Oct 30, 2015
By: Warren Lancaster, Senior Vice President, Programs
It is not often in my experience that you sit in a meeting listening to a presentation and are astounded at what you hear. But that happened to me at the annual COR-NTD meeting in Philadelphia, which focuses on the research needs in the fight against NTDs.
A presentation was made about trials in Papua New Guinea, where a modified treatment strategy for lymphatic filariasis was begun 2 years ago. In the trial, in place of the conventional dual combination therapy of two drugs, albendazole and DEC, a triple combination therapy was trialed on a small group of volunteers. In the trial, both albendazole and DEC were administered as usual but with Mectizan added, a drug that is used in Africa, instead of DEC.
What was presented was truly remarkable. After treatment with the triple therapy, the patients were completely free of any microfilariae. Microfilariae are the juvenile worms produced by nesting adult worms and they clog the lymphatic system that can ultimately lead to elephantiasis.
Why is this so remarkable? The conventional dual drug therapy has always been known to kill microfilariae but not all of them after a single dose. For this reason, conventional treatment guidelines are for at least seven annual treatments, the life span of adult worms, to communities where the disease is endemic. After these seven rounds, it can be expected that the cycle of transmission will have been broken.
Treating lymphatic filariasis is always about two goals. Firstly, curing people infected with this terrible disabling disease and secondly, treating enough of them in a community that there is no longer a big enough human host reservoir for mosquitos to pick up and pass on to other people. This trial contributes in a very significant way to both aims but especially the second.
So what happens now? The trial was quite small but it was large enough to show conclusively that administering the three medicines in combination is safe to administer to communities. That means that the triple combination therapy can be safely tried at a much larger scale in different countries under controlled conditions.

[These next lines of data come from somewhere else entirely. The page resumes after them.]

//! Shared fixtures: real services over an in-memory SQLite database.

#![allow(dead_code)]

use std::sync::{Arc, Mutex};

use async_trait::async_trait;
use chrono::{Duration, Utc};
use sea_orm::{ConnectOptions, DatabaseConnection};
use sea_orm_migration::MigratorTrait;

use eventhub_api::config::Config;
use eventhub_api::domain::{Event, EventType, NewEvent, User, UserRole};
use eventhub_api::errors::{AppError, AppResult};
use eventhub_api::infra::{Migrator, Notifier, Persistence};
use eventhub_api::services::{Registration, ServiceContainer, Services};

pub const PASSWORD: &str = "correct-horse";

/// A sent notification: (to, subject, body)
pub type SentMail = (String, String, String);

/// Notifier that keeps every message in memory.
#[derive(Default)]
pub struct RecordingNotifier {
    sent: Mutex<Vec<SentMail>>,
}

impl RecordingNotifier {
    pub fn sent(&self) -> Vec<SentMail> {
        self.sent.lock().unwrap().clone()
    }

    pub fn sent_to(&self, to: &str) -> Vec<SentMail> {
        self.sent()
            .into_iter()
            .filter(|(recipient, _, _)| recipient == to)
            .collect()
    }

    pub fn clear(&self) {
        self.sent.lock().unwrap().clear();
    }
}

#[async_trait]
impl Notifier for RecordingNotifier {
    async fn send(&self, to: &str, subject: &str, body: &str) -> AppResult<()> {
        self.sent
            .lock()
            .unwrap()
            .push((to.to_string(), subject.to_string(), body.to_string()));
        Ok(())
    }
}

/// Notifier whose every delivery fails.
pub struct FailingNotifier;

#[async_trait]
impl Notifier for FailingNotifier {
    async fn send(&self, _to: &str, _subject: &str, _body: &str) -> AppResult<()> {
        Err(AppError::internal("smtp down"))
    }
}

pub fn test_config() -> Config {
    Config::with_secrets(
        "integration-access-secret-000000000000",
        "integration-refresh-secret-00000000000",
        "integration-reset-secret-0000000000000",
    )
}

pub struct TestApp {
    pub db: DatabaseConnection,
    pub uow: Arc<Persistence>,
    pub services: Services,
    pub notifier: Arc<RecordingNotifier>,
}

/// A single connection keeps the in-memory database alive and shared.
pub async fn connect() -> DatabaseConnection {
    let mut options = ConnectOptions::new("sqlite::memory:");
    options
        .max_connections(1)
        .min_connections(1)
        .sqlx_logging(false);

    let db = sea_orm::Database::connect(options)
        .await
        .expect("sqlite connection");
    Migrator::up(&db, None).await.expect("migrations");
    db
}

pub async fn spawn_app() -> TestApp {
    let db = connect().await;
    let uow = Arc::new(Persistence::new(db.clone()));
    let notifier = Arc::new(RecordingNotifier::default());
    let services = Services::from_unit_of_work(uow.clone(), test_config(), notifier.clone());

    TestApp {
        db,
        uow,
        services,
        notifier,
    }
}

/// Services wired to a different notifier; `notifier` stays empty.
pub async fn spawn_app_with_notifier(notifier: Arc<dyn Notifier>) -> TestApp {
    let db = connect().await;
    let uow = Arc::new(Persistence::new(db.clone()));
    let services = Services::from_unit_of_work(uow.clone(), test_config(), notifier);

    TestApp {
        db,
        uow,
        services,
        notifier: Arc::new(RecordingNotifier::default()),
    }
}

pub fn registration(email: &str, role: UserRole) -> Registration {
    Registration {
        email: email.to_string(),
        password: PASSWORD.to_string(),
        full_name: format!("User {}", email),
        phone: None,
        role: Some(role),
    }
}

impl TestApp {
    pub async fn register(&self, email: &str, role: UserRole) -> User {
        self.services
            .auth()
            .register(registration(email, role))
            .await
            .expect("register")
    }

    pub async fn create_event(&self, organizer: &User, seats: Option<i32>) -> Event {
        self.services
            .events()
            .create_event(organizer.id, online_event("Rust meetup", seats))
            .await
            .expect("create event")
    }
}

pub fn online_event(title: &str, seats: Option<i32>) -> NewEvent {
    let start = Utc::now() + Duration::days(7);
    NewEvent {
        title: title.to_string(),
        description: "An evening of talks".to_string(),
        start_at: start,
        end_at: start + Duration::hours(3),
        event_type: EventType::Online,
        venue: None,
        join_link: Some("https://meet.example.com/rust".to_string()),
        contact_info: None,
        thumbnail: None,
        total_seats: seats,
    }
}

pub fn onsite_event(title: &str, venue: &str) -> NewEvent {
    NewEvent {
        event_type: EventType::Onsite,
        venue: Some(venue.to_string()),
        join_link: None,
        ..online_event(title, None)
    }
}
//! Repository layer - Data access abstraction
//!
//! Each repository exposes a mockable trait backed by the connection pool.
//! The same queries are reused inside a unit of work through the
//! connection-generic functions of each module.

pub(crate) mod entities;
pub(crate) mod event_repository;
pub(crate) mod participant_repository;
pub(crate) mod password_reset_repository;
pub(crate) mod refresh_token_repository;
pub(crate) mod user_repository;

pub use event_repository::{EventRepository, EventStore};
pub use participant_repository::{ParticipantRepository, ParticipantStore};
pub use password_reset_repository::{PasswordResetRepository, PasswordResetStore};
pub use refresh_token_repository::{RefreshTokenRepository, RefreshTokenStore};
pub use user_repository::{UserRepository, UserStore};

// Export mocks for tests (both unit and integration)
#[cfg(any(test, feature = "test-utils"))]
pub use event_repository::MockEventRepository;
#[cfg(any(test, feature = "test-utils"))]
pub use participant_repository::MockParticipantRepository;
#[cfg(any(test, feature = "test-utils"))]
pub use password_reset_repository::MockPasswordResetRepository;
#[cfg(any(test, feature = "test-utils"))]
pub use refresh_token_repository::MockRefreshTokenRepository;
#[cfg(any(test, feature = "test-utils"))]
pub use user_repository::MockUserRepository;
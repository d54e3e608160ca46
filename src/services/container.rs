//! Service Container - Centralized service access.
//!
//! Builds every service once over a shared Unit of Work and hands them out
//! behind their traits.

use std::sync::Arc;

use super::{
    AuthService, Authenticator, EventManager, EventService, ParticipantManager,
    ParticipantService, SessionManager, SessionService, TokenSigner, UserManager, UserService,
};
use crate::config::Config;
use crate::infra::{Notifier, Persistence};

#[cfg(any(test, feature = "test-utils"))]
use mockall::automock;

/// Service container trait for dependency injection.
///
/// Provides centralized access to all application services.
#[cfg_attr(any(test, feature = "test-utils"), automock)]
pub trait ServiceContainer: Send + Sync {
    /// Get authentication service
    fn auth(&self) -> Arc<dyn AuthService>;

    /// Get session/token manager
    fn sessions(&self) -> Arc<dyn SessionService>;

    /// Get user service
    fn users(&self) -> Arc<dyn UserService>;

    /// Get event service
    fn events(&self) -> Arc<dyn EventService>;

    /// Get participation workflow service
    fn participants(&self) -> Arc<dyn ParticipantService>;
}

/// Concrete implementation of ServiceContainer
#[derive(Clone)]
pub struct Services {
    auth_service: Arc<dyn AuthService>,
    session_service: Arc<dyn SessionService>,
    user_service: Arc<dyn UserService>,
    event_service: Arc<dyn EventService>,
    participant_service: Arc<dyn ParticipantService>,
}

impl Services {
    /// Create service container from database connection and config
    pub fn from_connection(
        db: sea_orm::DatabaseConnection,
        config: Config,
        notifier: Arc<dyn Notifier>,
    ) -> Self {
        Self::from_unit_of_work(Arc::new(Persistence::new(db)), config, notifier)
    }

    /// Create service container over an existing Unit of Work
    pub fn from_unit_of_work(
        uow: Arc<Persistence>,
        config: Config,
        notifier: Arc<dyn Notifier>,
    ) -> Self {
        let frontend_url = config.frontend_url.clone();
        let signer = TokenSigner::new(config);

        let session_service: Arc<dyn SessionService> =
            Arc::new(SessionManager::new(uow.clone(), signer.clone()));
        let auth_service = Arc::new(Authenticator::new(
            uow.clone(),
            session_service.clone(),
            signer,
            notifier.clone(),
            frontend_url,
        ));

        Self {
            auth_service,
            session_service,
            user_service: Arc::new(UserManager::new(uow.clone())),
            event_service: Arc::new(EventManager::new(uow.clone())),
            participant_service: Arc::new(ParticipantManager::new(uow, notifier)),
        }
    }
}

impl ServiceContainer for Services {
    fn auth(&self) -> Arc<dyn AuthService> {
        self.auth_service.clone()
    }

    fn sessions(&self) -> Arc<dyn SessionService> {
        self.session_service.clone()
    }

    fn users(&self) -> Arc<dyn UserService> {
        self.user_service.clone()
    }

    fn events(&self) -> Arc<dyn EventService> {
        self.event_service.clone()
    }

    fn participants(&self) -> Arc<dyn ParticipantService> {
        self.participant_service.clone()
    }
}
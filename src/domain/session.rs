//! Session credentials: stored refresh tokens, token claims and the pair
//! handed back to clients.

use chrono::{DateTime, Utc};
use serde::{Deserialize, Serialize};
use utoipa::ToSchema;
use uuid::Uuid;

use super::user::UserRole;

/// Persisted refresh token.
#[derive(Debug, Clone, PartialEq, Eq)]
pub struct RefreshToken {
    pub id: Uuid,
    pub token: String,
    pub user_id: Uuid,
    pub expires_at: DateTime<Utc>,
    pub revoked_at: Option<DateTime<Utc>>,
    pub created_at: DateTime<Utc>,
}

impl RefreshToken {
    pub fn new(token: String, user_id: Uuid, expires_at: DateTime<Utc>) -> Self {
        Self {
            id: Uuid::new_v4(),
            token,
            user_id,
            expires_at,
            revoked_at: None,
            created_at: Utc::now(),
        }
    }

    /// Usable iff never revoked and not past its expiry.
    pub fn is_valid(&self, now: DateTime<Utc>) -> bool {
        self.revoked_at.is_none() && now < self.expires_at
    }
}

/// Claims carried by an access token.
#[derive(Debug, Clone, Serialize, Deserialize)]
pub struct AccessClaims {
    /// User id
    pub sub: Uuid,
    pub role: UserRole,
    pub jti: Uuid,
    pub iat: i64,
    pub exp: i64,
}

/// Claims carried by refresh and password reset tokens.
#[derive(Debug, Clone, Serialize, Deserialize)]
pub struct SubjectClaims {
    /// User id
    pub sub: Uuid,
    pub jti: Uuid,
    pub iat: i64,
    pub exp: i64,
}

/// Access/refresh credential pair
#[derive(Debug, Clone, Serialize, Deserialize, ToSchema)]
pub struct TokenPair {
    /// Short-lived bearer token
    pub access_token: String,
    /// Long-lived token exchanged at `/auth/refresh`
    pub refresh_token: String,
    /// Token type (always "Bearer")
    #[schema(example = "Bearer")]
    pub token_type: String,
    /// Access token lifetime in seconds
    #[schema(example = 900)]
    pub expires_in: i64,
}

/// Stored password reset request.
#[derive(Debug, Clone)]
pub struct PasswordReset {
    pub id: Uuid,
    pub user_id: Uuid,
    pub token: String,
    pub expires_at: DateTime<Utc>,
    pub created_at: DateTime<Utc>,
}

impl PasswordReset {
    pub fn new(user_id: Uuid, token: String, expires_at: DateTime<Utc>) -> Self {
        Self {
            id: Uuid::new_v4(),
            user_id,
            token,
            expires_at,
            created_at: Utc::now(),
        }
    }

    pub fn is_expired(&self, now: DateTime<Utc>) -> bool {
        now >= self.expires_at
    }
}

#[cfg(test)]
mod tests {
    use super::*;
    use chrono::Duration;

    #[test]
    fn test_refresh_token_validity() {
        let now = Utc::now();
        let mut token = RefreshToken::new("t".into(), Uuid::new_v4(), now + Duration::days(7));
        assert!(token.is_valid(now));

        token.revoked_at = Some(now);
        assert!(!token.is_valid(now));
    }

    #[test]
    fn test_refresh_token_expires() {
        let now = Utc::now();
        let token = RefreshToken::new("t".into(), Uuid::new_v4(), now);
        assert!(!token.is_valid(now));
    }

    #[test]
    fn test_password_reset_expiry() {
        let now = Utc::now();
        let reset = PasswordReset::new(Uuid::new_v4(), "r".into(), now + Duration::minutes(10));
        assert!(!reset.is_expired(now));
        assert!(reset.is_expired(now + Duration::minutes(10)));
    }
}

Lymphatic filariasis is targeted by the World Health Organization for elimination. If the large-scale trials are successful in the same way, we may have a new and much faster route to elimination. It is hoped that in countries where there is a low prevalence of infection, only 2-3 rounds of treatment may be necessary in future. Where there is a high rate of infection, perhaps as few as 3-5 rounds will be needed before treatment can be stopped. Practically this results in hundreds of millions fewer treatments and many less rounds, which when large geographical areas are being treated, is an enormous saving in costs of logistics.
Ultimately, the impact of this research is bringing the horizon of elimination closer.